■ EXCERPTED DATA
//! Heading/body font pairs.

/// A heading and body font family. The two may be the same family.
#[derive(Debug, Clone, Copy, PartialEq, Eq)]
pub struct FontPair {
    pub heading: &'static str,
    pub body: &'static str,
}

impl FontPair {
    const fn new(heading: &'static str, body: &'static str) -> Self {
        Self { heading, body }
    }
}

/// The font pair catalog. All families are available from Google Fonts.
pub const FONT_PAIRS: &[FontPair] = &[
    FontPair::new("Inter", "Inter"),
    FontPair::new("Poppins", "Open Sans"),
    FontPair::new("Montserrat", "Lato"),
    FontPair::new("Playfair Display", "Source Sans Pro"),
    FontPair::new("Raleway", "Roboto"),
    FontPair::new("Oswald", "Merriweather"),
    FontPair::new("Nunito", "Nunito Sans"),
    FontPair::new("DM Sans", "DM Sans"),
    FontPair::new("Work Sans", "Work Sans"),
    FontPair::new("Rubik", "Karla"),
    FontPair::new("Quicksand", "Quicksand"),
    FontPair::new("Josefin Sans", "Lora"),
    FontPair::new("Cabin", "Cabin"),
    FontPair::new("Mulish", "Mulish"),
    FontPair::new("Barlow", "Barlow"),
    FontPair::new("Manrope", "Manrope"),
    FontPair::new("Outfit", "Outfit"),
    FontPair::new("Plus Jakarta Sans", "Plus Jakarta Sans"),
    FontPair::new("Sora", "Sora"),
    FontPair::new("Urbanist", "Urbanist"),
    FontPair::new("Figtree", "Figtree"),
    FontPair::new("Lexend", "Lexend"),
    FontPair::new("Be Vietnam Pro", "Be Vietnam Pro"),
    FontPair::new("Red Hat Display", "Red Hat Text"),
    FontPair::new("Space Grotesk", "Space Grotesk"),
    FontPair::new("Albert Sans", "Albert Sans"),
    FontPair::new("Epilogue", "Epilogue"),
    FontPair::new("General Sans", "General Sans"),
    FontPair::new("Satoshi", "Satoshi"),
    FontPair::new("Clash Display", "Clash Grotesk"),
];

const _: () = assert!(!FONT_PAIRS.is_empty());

==

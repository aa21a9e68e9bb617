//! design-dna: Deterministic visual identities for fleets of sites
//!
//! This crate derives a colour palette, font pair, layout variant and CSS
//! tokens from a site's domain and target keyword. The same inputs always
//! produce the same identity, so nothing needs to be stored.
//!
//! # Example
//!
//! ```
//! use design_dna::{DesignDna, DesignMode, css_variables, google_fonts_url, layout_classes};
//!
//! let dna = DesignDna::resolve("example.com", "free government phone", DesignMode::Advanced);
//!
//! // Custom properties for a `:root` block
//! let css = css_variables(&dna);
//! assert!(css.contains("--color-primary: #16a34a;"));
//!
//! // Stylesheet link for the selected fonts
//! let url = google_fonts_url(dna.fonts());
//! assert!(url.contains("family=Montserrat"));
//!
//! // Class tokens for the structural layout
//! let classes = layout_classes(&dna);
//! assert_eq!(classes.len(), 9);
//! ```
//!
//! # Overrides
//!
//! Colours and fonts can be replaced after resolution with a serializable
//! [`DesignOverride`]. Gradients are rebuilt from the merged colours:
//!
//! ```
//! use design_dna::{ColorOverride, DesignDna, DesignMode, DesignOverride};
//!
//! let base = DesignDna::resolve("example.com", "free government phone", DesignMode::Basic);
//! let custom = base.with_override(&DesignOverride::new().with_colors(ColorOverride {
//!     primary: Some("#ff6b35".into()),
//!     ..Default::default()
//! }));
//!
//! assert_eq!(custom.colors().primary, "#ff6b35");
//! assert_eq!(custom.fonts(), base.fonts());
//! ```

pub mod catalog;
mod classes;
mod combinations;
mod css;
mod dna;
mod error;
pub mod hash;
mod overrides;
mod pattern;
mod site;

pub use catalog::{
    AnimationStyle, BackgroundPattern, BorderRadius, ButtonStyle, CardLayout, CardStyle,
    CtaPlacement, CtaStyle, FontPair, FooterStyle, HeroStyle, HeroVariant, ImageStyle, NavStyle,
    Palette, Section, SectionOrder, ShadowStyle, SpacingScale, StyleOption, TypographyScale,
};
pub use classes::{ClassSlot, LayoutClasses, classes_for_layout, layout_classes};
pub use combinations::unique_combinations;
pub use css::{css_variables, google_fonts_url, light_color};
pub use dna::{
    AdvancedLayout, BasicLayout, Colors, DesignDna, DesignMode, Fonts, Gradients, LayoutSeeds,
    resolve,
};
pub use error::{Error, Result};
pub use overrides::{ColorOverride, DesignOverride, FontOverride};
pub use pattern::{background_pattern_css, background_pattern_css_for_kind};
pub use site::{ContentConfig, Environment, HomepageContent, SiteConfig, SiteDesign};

--

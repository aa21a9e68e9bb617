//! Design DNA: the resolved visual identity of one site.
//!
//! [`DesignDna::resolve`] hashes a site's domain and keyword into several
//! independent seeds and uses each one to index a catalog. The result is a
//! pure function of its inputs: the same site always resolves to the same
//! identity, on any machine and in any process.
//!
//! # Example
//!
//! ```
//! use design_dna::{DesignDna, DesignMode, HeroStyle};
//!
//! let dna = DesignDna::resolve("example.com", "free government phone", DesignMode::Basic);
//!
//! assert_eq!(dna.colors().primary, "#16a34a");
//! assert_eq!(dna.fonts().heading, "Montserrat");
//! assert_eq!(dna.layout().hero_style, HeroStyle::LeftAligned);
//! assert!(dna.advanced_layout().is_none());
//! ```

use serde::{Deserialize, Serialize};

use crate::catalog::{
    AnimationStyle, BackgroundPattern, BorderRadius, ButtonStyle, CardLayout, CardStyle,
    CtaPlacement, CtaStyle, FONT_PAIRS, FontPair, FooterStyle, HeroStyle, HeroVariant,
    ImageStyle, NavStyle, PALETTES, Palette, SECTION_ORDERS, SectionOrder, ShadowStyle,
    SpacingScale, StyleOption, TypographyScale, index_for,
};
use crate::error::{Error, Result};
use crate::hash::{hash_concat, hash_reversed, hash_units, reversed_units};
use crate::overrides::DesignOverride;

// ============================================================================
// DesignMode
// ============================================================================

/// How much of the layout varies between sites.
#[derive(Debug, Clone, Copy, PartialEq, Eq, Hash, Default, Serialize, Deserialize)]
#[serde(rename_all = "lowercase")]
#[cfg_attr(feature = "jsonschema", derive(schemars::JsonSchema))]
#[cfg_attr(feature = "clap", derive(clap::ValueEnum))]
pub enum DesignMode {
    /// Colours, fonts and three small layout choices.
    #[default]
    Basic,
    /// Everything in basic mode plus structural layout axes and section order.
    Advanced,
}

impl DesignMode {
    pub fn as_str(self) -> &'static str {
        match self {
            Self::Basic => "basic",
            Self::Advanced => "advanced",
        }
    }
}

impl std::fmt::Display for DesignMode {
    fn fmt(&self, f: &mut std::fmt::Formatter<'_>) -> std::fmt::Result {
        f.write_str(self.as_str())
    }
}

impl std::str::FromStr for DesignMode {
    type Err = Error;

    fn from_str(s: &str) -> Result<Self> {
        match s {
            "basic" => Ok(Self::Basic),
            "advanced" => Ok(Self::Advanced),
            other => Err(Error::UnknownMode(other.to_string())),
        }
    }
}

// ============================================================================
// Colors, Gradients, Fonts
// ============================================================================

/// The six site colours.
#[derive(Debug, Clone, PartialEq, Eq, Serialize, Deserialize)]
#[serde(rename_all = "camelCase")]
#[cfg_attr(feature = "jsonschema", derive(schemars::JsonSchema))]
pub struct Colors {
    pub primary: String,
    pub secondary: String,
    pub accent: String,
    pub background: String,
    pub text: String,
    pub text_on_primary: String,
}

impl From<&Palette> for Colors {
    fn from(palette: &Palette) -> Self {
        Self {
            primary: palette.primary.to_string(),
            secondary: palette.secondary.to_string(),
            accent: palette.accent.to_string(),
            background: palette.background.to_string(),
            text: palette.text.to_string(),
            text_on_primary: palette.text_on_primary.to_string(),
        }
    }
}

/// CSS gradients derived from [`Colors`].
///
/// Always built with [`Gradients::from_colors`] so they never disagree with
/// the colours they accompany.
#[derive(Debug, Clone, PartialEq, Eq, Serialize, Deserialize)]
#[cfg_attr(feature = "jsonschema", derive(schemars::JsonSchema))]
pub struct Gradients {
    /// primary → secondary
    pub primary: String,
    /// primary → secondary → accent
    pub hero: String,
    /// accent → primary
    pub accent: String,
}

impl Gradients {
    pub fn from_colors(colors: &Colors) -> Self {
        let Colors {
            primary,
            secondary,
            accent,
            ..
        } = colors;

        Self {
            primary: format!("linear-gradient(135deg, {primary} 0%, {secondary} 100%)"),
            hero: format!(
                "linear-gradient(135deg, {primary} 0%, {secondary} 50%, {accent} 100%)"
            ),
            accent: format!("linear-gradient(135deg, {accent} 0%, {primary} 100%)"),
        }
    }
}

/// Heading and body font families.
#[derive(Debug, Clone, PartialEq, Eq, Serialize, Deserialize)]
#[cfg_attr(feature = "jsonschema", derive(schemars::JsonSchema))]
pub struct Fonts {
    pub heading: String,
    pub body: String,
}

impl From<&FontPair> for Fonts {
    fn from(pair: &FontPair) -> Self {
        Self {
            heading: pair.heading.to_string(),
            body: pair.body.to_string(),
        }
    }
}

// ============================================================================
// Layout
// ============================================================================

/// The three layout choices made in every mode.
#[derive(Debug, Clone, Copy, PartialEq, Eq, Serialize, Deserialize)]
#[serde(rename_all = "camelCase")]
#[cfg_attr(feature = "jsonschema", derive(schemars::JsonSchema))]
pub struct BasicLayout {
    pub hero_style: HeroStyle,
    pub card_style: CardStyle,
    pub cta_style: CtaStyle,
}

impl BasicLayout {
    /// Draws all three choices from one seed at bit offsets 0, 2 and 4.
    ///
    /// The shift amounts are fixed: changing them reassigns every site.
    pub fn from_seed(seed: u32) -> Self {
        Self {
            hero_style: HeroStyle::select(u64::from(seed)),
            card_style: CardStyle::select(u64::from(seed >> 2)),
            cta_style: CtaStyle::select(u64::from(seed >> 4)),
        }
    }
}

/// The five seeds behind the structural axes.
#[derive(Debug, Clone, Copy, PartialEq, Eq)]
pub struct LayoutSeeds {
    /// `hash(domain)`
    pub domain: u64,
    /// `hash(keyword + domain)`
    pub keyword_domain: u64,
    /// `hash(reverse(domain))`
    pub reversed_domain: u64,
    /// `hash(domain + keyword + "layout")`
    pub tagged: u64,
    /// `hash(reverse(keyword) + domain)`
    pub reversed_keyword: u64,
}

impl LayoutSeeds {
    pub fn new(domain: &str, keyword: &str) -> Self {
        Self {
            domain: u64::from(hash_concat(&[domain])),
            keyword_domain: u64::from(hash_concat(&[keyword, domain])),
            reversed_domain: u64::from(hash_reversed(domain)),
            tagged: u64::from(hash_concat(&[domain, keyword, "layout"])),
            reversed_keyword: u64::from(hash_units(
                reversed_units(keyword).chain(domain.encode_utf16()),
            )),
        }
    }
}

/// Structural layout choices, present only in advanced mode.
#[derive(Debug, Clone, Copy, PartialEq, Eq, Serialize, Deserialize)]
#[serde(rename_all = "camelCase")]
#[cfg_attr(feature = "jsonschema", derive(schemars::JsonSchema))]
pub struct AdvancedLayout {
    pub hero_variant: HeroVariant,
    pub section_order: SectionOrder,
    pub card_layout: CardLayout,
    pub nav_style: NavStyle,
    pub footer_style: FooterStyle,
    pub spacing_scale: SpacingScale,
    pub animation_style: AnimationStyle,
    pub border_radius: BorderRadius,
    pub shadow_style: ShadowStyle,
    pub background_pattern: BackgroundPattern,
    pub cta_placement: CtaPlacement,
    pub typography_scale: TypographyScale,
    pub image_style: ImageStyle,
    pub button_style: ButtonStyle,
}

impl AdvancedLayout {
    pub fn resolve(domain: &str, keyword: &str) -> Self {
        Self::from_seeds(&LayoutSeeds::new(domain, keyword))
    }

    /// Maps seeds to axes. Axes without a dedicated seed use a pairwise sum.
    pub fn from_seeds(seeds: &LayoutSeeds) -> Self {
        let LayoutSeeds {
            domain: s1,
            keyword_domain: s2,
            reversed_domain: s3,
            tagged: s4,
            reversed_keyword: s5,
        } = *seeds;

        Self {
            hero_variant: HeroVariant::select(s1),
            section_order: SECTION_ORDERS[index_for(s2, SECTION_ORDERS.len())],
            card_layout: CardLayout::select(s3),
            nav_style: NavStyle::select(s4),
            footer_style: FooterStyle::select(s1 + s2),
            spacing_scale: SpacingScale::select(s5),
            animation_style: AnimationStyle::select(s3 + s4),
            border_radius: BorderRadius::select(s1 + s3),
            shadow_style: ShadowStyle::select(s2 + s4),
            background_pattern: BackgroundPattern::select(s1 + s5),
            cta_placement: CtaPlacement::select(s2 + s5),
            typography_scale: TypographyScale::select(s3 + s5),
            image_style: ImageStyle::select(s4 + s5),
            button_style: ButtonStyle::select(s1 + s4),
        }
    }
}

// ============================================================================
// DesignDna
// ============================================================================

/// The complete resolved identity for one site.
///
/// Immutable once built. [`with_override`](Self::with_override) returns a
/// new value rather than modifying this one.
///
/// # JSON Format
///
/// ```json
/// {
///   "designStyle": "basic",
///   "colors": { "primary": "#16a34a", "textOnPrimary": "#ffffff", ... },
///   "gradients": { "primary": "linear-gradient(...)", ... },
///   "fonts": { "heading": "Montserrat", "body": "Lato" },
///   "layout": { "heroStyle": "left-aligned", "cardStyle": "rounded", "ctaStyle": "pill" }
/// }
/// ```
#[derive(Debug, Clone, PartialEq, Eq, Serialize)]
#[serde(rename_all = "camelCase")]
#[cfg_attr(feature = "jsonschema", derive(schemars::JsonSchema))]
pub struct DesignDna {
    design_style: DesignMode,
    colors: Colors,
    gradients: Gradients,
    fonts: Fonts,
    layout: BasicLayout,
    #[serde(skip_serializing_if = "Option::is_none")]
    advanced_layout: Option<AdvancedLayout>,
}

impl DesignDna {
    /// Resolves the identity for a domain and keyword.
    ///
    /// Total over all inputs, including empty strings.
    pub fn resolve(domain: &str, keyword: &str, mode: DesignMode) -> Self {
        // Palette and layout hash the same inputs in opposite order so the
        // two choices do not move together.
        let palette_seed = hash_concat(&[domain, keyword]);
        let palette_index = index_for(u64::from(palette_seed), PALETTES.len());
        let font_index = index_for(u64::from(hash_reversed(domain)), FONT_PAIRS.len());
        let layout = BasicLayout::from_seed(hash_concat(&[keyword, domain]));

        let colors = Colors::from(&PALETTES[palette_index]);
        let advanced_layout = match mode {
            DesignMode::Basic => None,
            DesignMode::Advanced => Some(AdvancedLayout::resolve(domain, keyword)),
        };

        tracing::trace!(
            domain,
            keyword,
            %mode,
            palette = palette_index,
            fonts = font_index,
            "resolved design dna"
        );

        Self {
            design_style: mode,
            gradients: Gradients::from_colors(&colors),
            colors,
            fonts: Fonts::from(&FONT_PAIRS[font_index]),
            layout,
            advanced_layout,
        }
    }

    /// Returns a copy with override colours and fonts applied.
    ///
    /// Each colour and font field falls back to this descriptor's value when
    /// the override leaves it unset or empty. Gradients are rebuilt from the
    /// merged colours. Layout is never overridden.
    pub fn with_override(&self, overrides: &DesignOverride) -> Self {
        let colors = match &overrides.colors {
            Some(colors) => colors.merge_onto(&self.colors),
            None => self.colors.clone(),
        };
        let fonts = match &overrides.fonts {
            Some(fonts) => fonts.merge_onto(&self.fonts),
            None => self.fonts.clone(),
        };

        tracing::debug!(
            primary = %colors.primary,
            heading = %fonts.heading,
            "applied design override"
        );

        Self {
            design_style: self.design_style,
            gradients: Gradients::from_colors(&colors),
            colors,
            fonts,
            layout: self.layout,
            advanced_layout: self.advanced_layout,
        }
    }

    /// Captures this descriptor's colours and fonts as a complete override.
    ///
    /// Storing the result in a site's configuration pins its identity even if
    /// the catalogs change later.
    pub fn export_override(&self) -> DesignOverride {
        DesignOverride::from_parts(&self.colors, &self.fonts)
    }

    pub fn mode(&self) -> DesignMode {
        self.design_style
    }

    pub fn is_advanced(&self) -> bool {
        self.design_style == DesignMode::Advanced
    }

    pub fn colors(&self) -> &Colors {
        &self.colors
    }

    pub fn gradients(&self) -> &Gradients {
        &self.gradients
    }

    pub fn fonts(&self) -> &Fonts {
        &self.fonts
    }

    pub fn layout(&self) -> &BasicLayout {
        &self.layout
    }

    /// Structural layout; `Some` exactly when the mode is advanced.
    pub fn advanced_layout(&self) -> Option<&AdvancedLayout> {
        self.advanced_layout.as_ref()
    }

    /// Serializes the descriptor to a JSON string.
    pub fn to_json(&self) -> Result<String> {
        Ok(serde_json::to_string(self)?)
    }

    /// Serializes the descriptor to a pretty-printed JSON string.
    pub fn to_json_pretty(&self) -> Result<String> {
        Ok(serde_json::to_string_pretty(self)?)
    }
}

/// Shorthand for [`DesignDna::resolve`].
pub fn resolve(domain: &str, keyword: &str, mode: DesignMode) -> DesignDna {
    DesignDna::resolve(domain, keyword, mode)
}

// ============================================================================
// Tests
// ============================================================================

■ TRY IT
After locating the line holding "Heading/body font pairs." above, output exactly that line and every line after it through the line holding "const _: ()". Include nothing else.

■ TASK RESULT
//! Heading/body font pairs.

/// A heading and body font family. The two may be the same family.
#[derive(Debug, Clone, Copy, PartialEq, Eq)]
pub struct FontPair {
    pub heading: &'static str,
    pub body: &'static str,
}

impl FontPair {
    const fn new(heading: &'static str, body: &'static str) -> Self {
        Self { heading, body }
    }
}

/// The font pair catalog. All families are available from Google Fonts.
pub const FONT_PAIRS: &[FontPair] = &[
    FontPair::new("Inter", "Inter"),
    FontPair::new("Poppins", "Open Sans"),
    FontPair::new("Montserrat", "Lato"),
    FontPair::new("Playfair Display", "Source Sans Pro"),
    FontPair::new("Raleway", "Roboto"),
    FontPair::new("Oswald", "Merriweather"),
    FontPair::new("Nunito", "Nunito Sans"),
    FontPair::new("DM Sans", "DM Sans"),
    FontPair::new("Work Sans", "Work Sans"),
    FontPair::new("Rubik", "Karla"),
    FontPair::new("Quicksand", "Quicksand"),
    FontPair::new("Josefin Sans", "Lora"),
    FontPair::new("Cabin", "Cabin"),
    FontPair::new("Mulish", "Mulish"),
    FontPair::new("Barlow", "Barlow"),
    FontPair::new("Manrope", "Manrope"),
    FontPair::new("Outfit", "Outfit"),
    FontPair::new("Plus Jakarta Sans", "Plus Jakarta Sans"),
    FontPair::new("Sora", "Sora"),
    FontPair::new("Urbanist", "Urbanist"),
    FontPair::new("Figtree", "Figtree"),
    FontPair::new("Lexend", "Lexend"),
    FontPair::new("Be Vietnam Pro", "Be Vietnam Pro"),
    FontPair::new("Red Hat Display", "Red Hat Text"),
    FontPair::new("Space Grotesk", "Space Grotesk"),
    FontPair::new("Albert Sans", "Albert Sans"),
    FontPair::new("Epilogue", "Epilogue"),
    FontPair::new("General Sans", "General Sans"),
    FontPair::new("Satoshi", "Satoshi"),
    FontPair::new("Clash Display", "Clash Grotesk"),
];

const _: () = assert!(!FONT_PAIRS.is_empty());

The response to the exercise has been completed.